A verdadeira perplexidade está no facto de estes quatro painéis de leitura nem sempre coincidirem de forma limpa. O caso mais famoso é aquele em que o pico de lentes se afasta do pico mais brilhante do gás quente, ficando até mais próximo das galáxias-membro que já atravessaram a região. Para quem não tem formação em astrofísica, podemos imaginar primeiro o gás quente como uma camada de travagem: é travada, comprimida, torna-se mais brilhante e acumula calor no centro. As galáxias-membro funcionam mais como marcas luminosas que continuam a avançar. Já o pico de lentes indica a posição em que, naquele pedaço do céu, o terreno efetivo de tração é mais facilmente integrado como um pico. O problema nasce precisamente aqui: por que razão estes três mapas não se alinham de forma simples?

O incómodo dos sistemas em fusão também não se reduz a uma única deslocação de pico. Em muitas amostras, os raios X mostram ondas de choque em arco e frentes frias; a rádio mostra relíquias em arco nas margens e halos difusos no centro; o campo de velocidades mostra dois ou vários picos; os mapas de brilho e pressão revelam ondulações de fronteira, camadas de cisalhamento e flutuações em várias escalas. Dito de outro modo, uma fusão de enxames nunca é um fenómeno que termina quando vemos uma imagem deslocada. É um conjunto inteiro de leituras entrelaçadas: dinâmica, termalização, radiação, imagem e projeção geométrica entram em cena ao mesmo tempo. Quem quiser explicá-la tem de explicar por que motivo todo este conjunto de leituras aparece, num mesmo acontecimento, em camadas desfasadas.
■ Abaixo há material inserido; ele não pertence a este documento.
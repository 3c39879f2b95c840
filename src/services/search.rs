use std::time::Duration;

use async_trait::async_trait;
use reqwest::Client;
use serde::Deserialize;
use serde_json::Value;
use tracing::{info, warn};

use crate::models::product::{QueryIntent, SearchResult};
use crate::services::retry::RetryPolicy;
use crate::services::upstream::{check_status, UpstreamError};

const SERVICE: &str = "search";

pub const GOOGLE_CSE_URL: &str = "https://www.googleapis.com/customsearch/v1";

/// Product search provider.
#[async_trait]
pub trait ProductSearch: Send + Sync {
    /// Results for one query, in provider order, at most `intent.count` entries.
    async fn search(&self, intent: &QueryIntent) -> Result<Vec<SearchResult>, UpstreamError>;
}

/// Google Custom Search JSON API client.
pub struct GoogleCseClient {
    http: Client,
    base_url: String,
    credentials: Option<(String, String)>,
    retry: RetryPolicy,
}

#[derive(Deserialize)]
struct CseResponse {
    #[serde(default)]
    items: Vec<CseItem>,
}

#[derive(Deserialize)]
struct CseItem {
    #[serde(default)]
    title: String,
    #[serde(default)]
    link: String,
    #[serde(default)]
    snippet: String,
    #[serde(default)]
    pagemap: Option<Value>,
}

impl GoogleCseClient {
    /// `api_key` and `cx` are optional: without them every search returns no results.
    pub fn new(
        base_url: &str,
        api_key: Option<String>,
        cx: Option<String>,
        timeout: Duration,
        retry: RetryPolicy,
    ) -> Result<Self, UpstreamError> {
        let http = Client::builder()
            .timeout(timeout)
            .build()
            .map_err(|e| UpstreamError::from_reqwest(SERVICE, e))?;
        let credentials = match (api_key, cx) {
            (Some(key), Some(cx)) if !key.is_empty() && !cx.is_empty() => Some((key, cx)),
            _ => None,
        };
        Ok(Self {
            http,
            base_url: base_url.to_string(),
            credentials,
            retry,
        })
    }

    pub fn is_configured(&self) -> bool {
        self.credentials.is_some()
    }

    async fn search_once(
        &self,
        key: &str,
        cx: &str,
        intent: &QueryIntent,
    ) -> Result<Vec<SearchResult>, UpstreamError> {
        let num = intent.count.to_string();
        let response = self
            .http
            .get(&self.base_url)
            .query(&[
                ("key", key),
                ("cx", cx),
                ("q", intent.query.as_str()),
                ("num", num.as_str()),
            ])
            .send()
            .await
            .map_err(|e| UpstreamError::from_reqwest(SERVICE, e))?;
        let response = check_status(SERVICE, response).await?;
        let parsed: CseResponse = response
            .json()
            .await
            .map_err(|e| UpstreamError::from_reqwest(SERVICE, e))?;

        Ok(parsed
            .items
            .into_iter()
            .filter(|item| !item.title.trim().is_empty() && !item.link.trim().is_empty())
            .take(usize::from(intent.count))
            .map(into_search_result)
            .collect())
    }
}

/// First object of a pagemap array, e.g. `pagemap.offer[0]`.
fn pagemap_entry<'a>(pagemap: &'a Value, key: &str) -> Option<&'a Value> {
    pagemap.get(key)?.as_array()?.first()
}

fn pagemap_str(entry: &Value, key: &str) -> Option<String> {
    match entry.get(key)? {
        Value::String(s) if !s.trim().is_empty() => Some(s.trim().to_string()),
        Value::Number(n) => Some(n.to_string()),
        _ => None,
    }
}

fn into_search_result(item: CseItem) -> SearchResult {
    let pagemap = item.pagemap.unwrap_or(Value::Null);

    let image_url = pagemap_entry(&pagemap, "cse_image").and_then(|img| pagemap_str(img, "src"));

    let price = pagemap_entry(&pagemap, "offer")
        .or_else(|| pagemap_entry(&pagemap, "product"))
        .and_then(|offer| {
            let amount = pagemap_str(offer, "price")?;
            Some(match pagemap_str(offer, "pricecurrency") {
                Some(currency) => format!("{currency} {amount}"),
                None => amount,
            })
        });

    let rating = pagemap_entry(&pagemap, "aggregaterating")
        .and_then(|r| pagemap_str(r, "ratingvalue"))
        .and_then(|r| r.parse::<f64>().ok());

    SearchResult {
        name: item.title.trim().to_string(),
        url: item.link.trim().to_string(),
        snippet: item.snippet.trim().to_string(),
        image_url,
        price,
        rating,
    }
}

#[async_trait]
impl ProductSearch for GoogleCseClient {
    async fn search(&self, intent: &QueryIntent) -> Result<Vec<SearchResult>, UpstreamError> {
        let Some((key, cx)) = &self.credentials else {
            warn!(query = %intent.query, "Search credentials missing, returning no products");
            return Ok(Vec::new());
        };

        let results = self
            .retry
            .run("product_search", |_| self.search_once(key, cx, intent))
            .await?;
        info!(query = %intent.query, requested = intent.count, returned = results.len(), "Product search complete");
        Ok(results)
    }
}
II. Porque é que a explicação dominante é forte, e porque revela aqui pressão de remendos

A razão pela qual a explicação dominante conservou vantagem durante tanto tempo não é misteriosa. Ela captura o ponto mais intuitivo da fusão: o gás quente de um enxame colide fortemente. Por isso, quando dois enxames se encontram, esse gás é mais facilmente comprimido, desacelerado e aquecido, deixando nos raios X a camada mais brilhante, mais quente e mais parecida com algo que foi travado pela colisão. As galáxias-membro, por serem muito mais esparsas entre si, comportam-se mais como marcas luminosas que atravessam o campo de batalha. Se admitirmos ainda que no universo existe, de forma duradoura, uma componente escura quase sem colisões, mas que continua a contribuir com tração, então essa componente também avançará mais como as galáxias. O pico de lentes aproximar-se do pico das galáxias e afastar-se do pico do gás quente parece, assim, uma leitura bastante confortável.

Esta explicação é forte não só porque a sua intuição é clara, mas também porque se liga a uma linguagem de simulação muito madura. O gás é tratado como fluido; as galáxias são acompanhadas como membros quase sem colisões; as lentes são invertidas como distribuição de massa total; e um halo invisível atravessa tudo isso. A imagem inteira torna-se então fácil de condensar numa frase: o que trava é a matéria comum; o que continua a avançar é a componente invisível. Para quem olha apenas para uma única imagem, essa leitura tem, de facto, grande força persuasiva.

Mas o seu ponto de pressão está exatamente aí.

A corrente dominante não fica impedida de ajustar casos individuais. Mas quanto mais tenta comprimir regularidades transversais — entre janelas, fases e amostras — dentro de uma mesma narrativa estática, mais precisa de acrescentar camadas de remendo: projeção, fase, eficiência microfísica, diferenças ambientais, e assim por diante.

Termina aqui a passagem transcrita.